With the promise of reactive horror, Nevermind’s description fills your mind with exciting possibilities. It’s just sad that – if you are lacking the required bio-feedback tools – none of these are revealed. This leaves you with an imaginative but short lived psychological horror game, where you can’t help but feel you are missing something.

Step into my mind

Nevermind is a first person horror that casts you in the role of a doctor at a psychological institute. Thanks to the institute’s rather fancy tech, you are able to project yourself into your patients’ minds. This allows you to interact with their memories to uncover their problems and find a way to help.

You must search your patient’s mind-scape for ten photos that represent key emotional moments in their history. Five of these are true elements of their past, while the other five represent lies that they constructed during their trauma to protect their psyche but which now stand between them and recovery.

Each twisted environment is controlled by its dreamer, meaning you can only touch the objects they allow you to. Your context dependent actions with these items prove to be your only interactions with the world, and can have some unexpected effects.

It doesn’t take much to completely change these dreamers’ worlds, seemingly without reason. You might place a loaf of bread on a plate, and a moment later the haunting forest around you is blanketed with ice – honestly, I still don’t fully understand that one. But it’s your job to decipher the clues from these events to discover truth of your patients past.

This process results in some shocking and genuinely unnerving movements.
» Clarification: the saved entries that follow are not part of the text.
//! Spinner helpers for long-running, indeterminate operations.
//!
//! BWC only waits on two kinds of slow work: fetching the registry over HTTP
//! and querying external CLIs during verification. Both are indeterminate, so
//! only a spinner is offered. Spinners are hidden by `--no-progress` or when
//! the `BWC_NO_PROGRESS` environment variable is set.

use indicatif::{ProgressBar as IndicatifBar, ProgressStyle as IndicatifStyle};
use std::time::Duration;

use crate::constants::NO_PROGRESS_ENV;

fn is_progress_disabled() -> bool {
    std::env::var(NO_PROGRESS_ENV).is_ok()
}

/// A spinner with consistent styling that renders to stderr.
#[derive(Clone)]
pub struct ProgressBar {
    inner: IndicatifBar,
}

impl ProgressBar {
    /// Creates a spinner, or a hidden bar when `hidden` is set or progress
    /// output is disabled through the environment.
    ///
    /// The spinner uses Braille patterns and ticks every 100ms.
    pub fn new_spinner(hidden: bool) -> Self {
        let bar = if hidden || is_progress_disabled() {
            IndicatifBar::hidden()
        } else {
            let bar = IndicatifBar::new_spinner();
            bar.set_style(spinner_style());
            bar.enable_steady_tick(Duration::from_millis(100));
            bar
        };
        Self {
            inner: bar,
        }
    }

    /// Replaces the message displayed next to the spinner.
    pub fn set_message(&self, msg: impl Into<String>) {
        self.inner.set_message(msg.into());
    }

    /// Stops the spinner and leaves a final message on screen.
    pub fn finish_with_message(&self, msg: impl Into<String>) {
        self.inner.finish_with_message(msg.into());
    }

    /// Stops the spinner and removes it from the terminal.
    pub fn finish_and_clear(&self) {
        self.inner.finish_and_clear();
    }

    /// Whether this spinner draws anything.
    pub fn is_hidden(&self) -> bool {
        self.inner.is_hidden()
    }
}

fn spinner_style() -> IndicatifStyle {
    IndicatifStyle::default_spinner()
        .tick_chars("⠋⠙⠹⠸⠼⠴⠦⠧⠇⠏ ")
        .template("{spinner:.green} {msg}")
        .unwrap_or_else(|_| IndicatifStyle::default_spinner())
}

/// Creates a spinner already showing `msg`.
pub fn spinner_with_message(msg: impl Into<String>, hidden: bool) -> ProgressBar {
    let spinner = ProgressBar::new_spinner(hidden);
    spinner.set_message(msg);
    spinner
}
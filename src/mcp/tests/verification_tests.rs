use serde_json::json;
use std::collections::BTreeMap;

use super::{descriptor, project_harness};
use crate::mcp::{
    ConnectionStatus, InstallOptions, McpServerConfig, Provider, ProviderReconciler, Scope, VerificationEngine,
};
use crate::process::ProcessOutput;
use crate::registry::MethodType;

#[tokio::test]
async fn test_docker_install_then_verify_without_gateway() {
    let mut h = project_harness().await;
    let d = descriptor(json!({"name": "server-x", "sources": {"docker": "mcp/server-x"}}));
    let options = InstallOptions {
        method: Some(MethodType::Docker),
        scope: Scope::Project,
        ..InstallOptions::default()
    };
    ProviderReconciler::new(&h.gateway).install(&mut h.store, &d, &options).await.unwrap();

    let configs = h.store.get_all_mcp_server_configs().await.unwrap();
    let results = VerificationEngine::new(&h.gateway).verify_all(&configs).await.unwrap();

    assert_eq!(results.len(), 1);
    let result = &results[0];
    assert!(result.configured_in_bwc);
    assert!(!result.actually_installed);
    assert!(result.verification_error.is_some());
    assert_eq!(result.fix_commands.len(), 3);
    assert_eq!(result.fix_commands[0], "bwc add --setup");
    assert_eq!(result.fix_commands[2], "docker mcp server enable server-x");
}

#[tokio::test]
async fn test_mixed_providers_query_each_listing_once() {
    let h = project_harness().await;
    h.mock.respond(
        "claude",
        &["mcp", "list"],
        ProcessOutput::ok(
            "docker-toolkit: docker mcp gateway run - ✓ Connected\n\
             api: https://api.example.com/mcp (HTTP) - ✗ Failed to connect\n",
        ),
    );
    h.mock.respond("docker", &["mcp", "server", "list"], ProcessOutput::ok("fetch, brave"));

    let mut configs = BTreeMap::new();
    configs.insert(
        "api".to_string(),
        McpServerConfig::remote(
            Provider::Claude,
            crate::mcp::Transport::Http,
            Scope::User,
            "https://api.example.com/mcp",
        ),
    );
    configs.insert("missing".to_string(), McpServerConfig::stdio(Provider::Claude, Scope::Local));
    let mut brave = McpServerConfig::stdio(Provider::Docker, Scope::Local);
    brave.registry_name = Some("brave".to_string());
    configs.insert("brave-search".to_string(), brave);
    configs.insert("postgres".to_string(), McpServerConfig::stdio(Provider::Docker, Scope::Local));
    configs.insert("odd".to_string(), McpServerConfig::stdio(Provider::Other("podman".to_string()), Scope::Local));
    configs.insert("docker-toolkit".to_string(), McpServerConfig::stdio(Provider::Claude, Scope::User));

    let results = VerificationEngine::new(&h.gateway).verify_all(&configs).await.unwrap();
    let by_name: BTreeMap<_, _> = results.iter().map(|r| (r.name.as_str(), r)).collect();

    let api = by_name["api"];
    assert!(api.actually_installed);
    assert_eq!(api.connection_status, ConnectionStatus::Error);
    assert!(api.fix_commands.is_empty());

    let missing = by_name["missing"];
    assert!(!missing.actually_installed);
    assert_eq!(missing.fix_commands, vec!["bwc add --mcp missing"]);

    let brave = by_name["brave-search"];
    assert!(brave.actually_installed);
    assert_eq!(brave.connection_status, ConnectionStatus::Connected);

    assert_eq!(by_name["postgres"].fix_commands, vec!["docker mcp server enable postgres"]);
    assert!(by_name["odd"].verification_error.as_deref().unwrap().contains("podman"));
    assert!(!by_name["docker-toolkit"].actually_installed);

    assert_eq!(h.mock.calls_matching("claude", &["mcp", "list"]).len(), 1);
    assert_eq!(h.mock.calls_matching("docker", &["mcp", "server", "list"]).len(), 1);
}

#[tokio::test]
async fn test_verification_performs_no_writes() {
    let h = project_harness().await;
    let mut configs = BTreeMap::new();
    configs.insert("x".to_string(), McpServerConfig::stdio(Provider::Claude, Scope::Project));

    VerificationEngine::new(&h.gateway).verify_all(&configs).await.unwrap();

    for call in h.mock.calls() {
        assert!(call.args.first().is_none_or(|a| a == "mcp"));
        assert!(!call.args.iter().any(|a| a == "add" || a == "remove" || a == "enable" || a == "disable"));
    }
    assert!(!h.project.join(".mcp.json").exists());
}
Even though the narrative’s logic explains that your character is never in any real danger, nothing stops the dread you feel when trapped with hanging, twitching body bags, or how oddly upsetting the act of repeatedly stab a bleeding mannequin proves.

Plug in

Here is where the bio-feedback comes into play. If you have a compatible bio-monitor, the game can read your heart rate, and adjust its scares in line with your tension. This causes white noise that pollutes both the audio and visual effects, plus I am lead to believe that it can alter the dream-scapes and horrors you whiteness.

The narrative excuses this by explaining that, when you are in a person’s mind, your states of being mix. This means that when your tension increases so too does theirs, intensifying their dream and shifting it towards a nightmare.
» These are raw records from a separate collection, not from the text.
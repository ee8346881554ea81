//! Core types shared by every BWC module.
//!
//! At the moment this is the error taxonomy: [`BwcError`] for typed failures and
//! [`ErrorContext`] / [`user_friendly_error`] for turning any error into a
//! message with a copy-pasteable fix.

pub mod error;

pub use error::{BwcError, ErrorContext, user_friendly_error};
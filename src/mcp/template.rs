//! Parsing and re-emitting `claude mcp add` templates.
//!
//! Registry entries may carry a `claude-cli` installation method whose command
//! is a shell line such as:
//!
//! ```text
//! claude mcp add brave-search -e BRAVE_API_KEY=YOUR_KEY -- npx -y @modelcontextprotocol/server-brave-search
//! claude mcp add --transport sse linear https://mcp.linear.app/sse
//! ```
//!
//! [`ClaudeTemplate::parse`] pulls out the transport, env and header flags, the
//! server name and either the URL or the `--` command. [`ClaudeTemplate::to_args`]
//! rebuilds the argument vector with the caller's scope and env overrides.
//! A `--scope` in the template is replaced, never duplicated.

use anyhow::Result;

use super::models::{Scope, Transport};
use crate::core::BwcError;

const SOURCE_NAME: &str = "claude-cli template";

/// A parsed `claude mcp add` command.
#[derive(Debug, Clone, Default, PartialEq, Eq)]
pub struct ClaudeTemplate {
    /// Server name
    pub name: String,
    /// `--transport`, if given
    pub transport: Option<Transport>,
    /// `-e KEY=VALUE` pairs in order
    pub env: Vec<(String, String)>,
    /// `-H "Name: value"` headers in order
    pub headers: Vec<String>,
    /// Remote endpoint
    pub url: Option<String>,
    /// Command and arguments for stdio servers
    pub command: Vec<String>,
}

fn parse_error(reason: impl Into<String>) -> anyhow::Error {
    BwcError::ParseError {
        source_name: SOURCE_NAME.to_string(),
        reason: reason.into(),
    }
    .into()
}

/// Splits a command line into words, honouring single and double quotes.
pub fn tokenize(line: &str) -> Result<Vec<String>> {
    let mut tokens = Vec::new();
    let mut current = String::new();
    let mut in_token = false;
    let mut quote: Option<char> = None;
    let mut chars = line.chars();

    while let Some(c) = chars.next() {
        match quote {
            Some(q) if c == q => quote = None,
            Some('"') if c == '\\' => {
                if let Some(next) = chars.next() {
                    current.push(next);
                }
            }
            Some(_) => current.push(c),
            None => match c {
                '\'' | '"' => {
                    quote = Some(c);
                    in_token = true;
                }
                '\\' => {
                    if let Some(next) = chars.next() {
                        current.push(next);
                        in_token = true;
                    }
                }
                c if c.is_whitespace() => {
                    if in_token {
                        tokens.push(std::mem::take(&mut current));
                        in_token = false;
                    }
                }
                c => {
                    current.push(c);
                    in_token = true;
                }
            },
        }
    }

    if quote.is_some() {
        return Err(parse_error(format!("unterminated quote in: {line}")));
    }
    if in_token {
        tokens.push(current);
    }
    Ok(tokens)
}

fn looks_like_url(s: &str) -> bool {
    s.starts_with("http://") || s.starts_with("https://")
}

impl ClaudeTemplate {
    /// A remote server template built from a transport and URL.
    #[must_use]
    pub fn remote(name: &str, transport: Transport, url: &str) -> Self {
        Self {
            name: name.to_string(),
            transport: Some(transport),
            url: Some(url.to_string()),
            ..Self::default()
        }
    }

    /// Parses a template command line.
    pub fn parse(line: &str) -> Result<Self> {
        let tokens = tokenize(line)?;
        let mut iter = tokens.into_iter().peekable();

        // Optional program name, then the `mcp add` subcommand.
        if iter.peek().is_some_and(|t| t != "mcp") {
            iter.next();
        }
        if iter.next().as_deref() != Some("mcp") || iter.next().as_deref() != Some("add") {
            return Err(parse_error(format!("expected 'claude mcp add ...', got: {line}")));
        }

        let mut template = Self::default();
        let mut positionals = Vec::new();

        while let Some(token) = iter.next() {
            if token == "--" {
                template.command.extend(iter.by_ref());
                break;
            }

            let (flag, inline) = match token.split_once('=') {
                Some((f, v)) if f.starts_with("--") => (f.to_string(), Some(v.to_string())),
                _ => (token.clone(), None),
            };

            let mut value = |flag: &str| -> Result<String> {
                inline
                    .clone()
                    .or_else(|| iter.next())
                    .ok_or_else(|| parse_error(format!("missing value for {flag}")))
            };

            match flag.as_str() {
                "--transport" | "-t" => {
                    let raw = value(&flag)?;
                    template.transport = Some(raw.parse::<Transport>().map_err(|e| parse_error(e.to_string()))?);
                }
                "--env" | "-e" => {
                    let raw = value(&flag)?;
                    let (k, v) = raw
                        .split_once('=')
                        .ok_or_else(|| parse_error(format!("expected KEY=VALUE after {flag}, got '{raw}'")))?;
                    template.env.push((k.to_string(), v.to_string()));
                }
                "--header" | "-H" => template.headers.push(value(&flag)?),
                "--scope" | "-s" => {
                    value(&flag)?;
                }
                _ if flag.starts_with('-') && positionals.is_empty() => {
                    return Err(parse_error(format!("unsupported option '{flag}'")));
                }
                _ => positionals.push(token),
            }
        }

        let mut positionals = positionals.into_iter();
        template.name = positionals.next().ok_or_else(|| parse_error("missing server name"))?;

        let rest: Vec<String> = positionals.collect();
        let remote = template.transport.is_some_and(Transport::is_remote);
        let first_is_url = rest.first().is_some_and(|f| looks_like_url(f));
        if !rest.is_empty() {
            if remote || (first_is_url && template.command.is_empty()) {
                let mut rest = rest.into_iter();
                template.url = rest.next();
                let extra: Vec<String> = rest.collect();
                if !extra.is_empty() {
                    return Err(parse_error(format!("unexpected arguments after URL: {}", extra.join(" "))));
                }
            } else {
                let mut command = rest;
                command.append(&mut template.command);
                template.command = command;
            }
        }

        if template.url.is_none() && template.command.is_empty() {
            return Err(parse_error(format!("no command or URL for server '{}'", template.name)));
        }
        Ok(template)
    }

    /// Effective transport: explicit flag, else inferred from URL presence.
    #[must_use]
    pub fn effective_transport(&self) -> Transport {
        self.transport.unwrap_or(if self.url.is_some() {
            Transport::Http
        } else {
            Transport::Stdio
        })
    }

    /// Arguments for the Claude CLI (without the program name).
    ///
    /// `env_overrides` replace template values with the same key and append
    /// new keys after them.
    #[must_use]
    pub fn to_args(&self, scope: Scope, env_overrides: &[(String, String)]) -> Vec<String> {
        let mut args = vec!["mcp".to_string(), "add".to_string(), "--scope".to_string(), scope.to_string()];

        if let Some(transport) = self.transport
            && transport != Transport::Stdio
        {
            args.push("--transport".to_string());
            args.push(transport.to_string());
        }

        args.push(self.name.clone());

        if let Some(url) = &self.url {
            args.push(url.clone());
        }
        for header in &self.headers {
            args.push("-H".to_string());
            args.push(header.clone());
        }

        let mut env = self.env.clone();
        for (key, value) in env_overrides {
            match env.iter_mut().find(|(k, _)| k == key) {
                Some(slot) => slot.1.clone_from(value),
                None => env.push((key.clone(), value.clone())),
            }
        }
        for (key, value) in env {
            args.push("-e".to_string());
            args.push(format!("{key}={value}"));
        }

        if self.url.is_none() && !self.command.is_empty() {
            args.push("--".to_string());
            args.extend(self.command.iter().cloned());
        }
        args
    }
}
//! BWC - Build With Claude
//!
//! Installs Claude Code subagents, slash commands and MCP servers from the
//! Build With Claude registry, and keeps BWC's own records of installed MCP
//! servers in step with the tools that actually run them: the Claude CLI and
//! Docker MCP Toolkit.
//!
//! # Architecture Overview
//!
//! BWC records what it installed in a JSON config (global `~/.bwc/config.json`
//! or a project `bwc.config.json`). Every MCP install or removal touches up to
//! three places:
//!
//! - the BWC config ([`config::ConfigStore`])
//! - the project's shared `.mcp.json` ([`mcp::McpJsonStore`])
//! - the live registration held by the Claude CLI or Docker
//!   ([`process::ExternalProcessGateway`])
//!
//! [`mcp::ProviderReconciler`] drives installs and removals across them, and
//! [`mcp::VerificationEngine`] reports drift between the config and the live
//! state together with commands that fix it.
//!
//! # Modules
//!
//! - [`cli`] - `init`, `add`, `remove` and `list`
//! - [`config`] - config locations, the on-disk model and the store
//! - [`core`] - error types and user-facing error formatting
//! - [`mcp`] - MCP records, `.mcp.json`, catalog parsing, reconciliation and verification
//! - [`process`] - the process boundary and the Claude/Docker CLIs built on it
//! - [`registry`] - registry download and proxy handling
//! - [`utils`] - file system, platform and progress helpers
//!
//! # Example
//!
//! ```bash
//! bwc init --project
//! bwc add --mcp postgres --source docker
//! bwc add --mcp linear --transport sse --url https://mcp.linear.app/sse --scope project
//! bwc list --verify
//! ```

pub mod cli;
pub mod config;
pub mod constants;
pub mod core;
pub mod mcp;
pub mod process;
pub mod registry;
pub mod utils;

#[cfg(any(test, feature = "test-utils"))]
pub mod test_utils;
Unfortunately – as you can probably tell – I did not have access to the equipment to use with Nevermind’s bio-feedback elements. Not that I didn’t want to, but I feel the $75 minimum spend for a compatible sensor was a little steep on top of the $20 game. This locked me out of the game’s most exciting feature, which could well have made the short experience more repeatable, and certainly more engaging and unique with its scares.

Unfortunately, without this tech, Nevermind’s training exercise and two missions only last a few hours. This is frustrating as the framework is really good, with the changing world and eerie imagery really capturing the imagination.

If you don’t have the required hardware then Nevermind will sit as a disappointment filled with unreleased potential. It offers an intriguingly different approach to psychological scares, but it’s so short that it is hard to recommend over more lengthy titles like SOMA. That said – if you are lucky enough to have a bio-sensor – I wholeheartedly recommend picking it up to enjoy its uniquely replayable horror.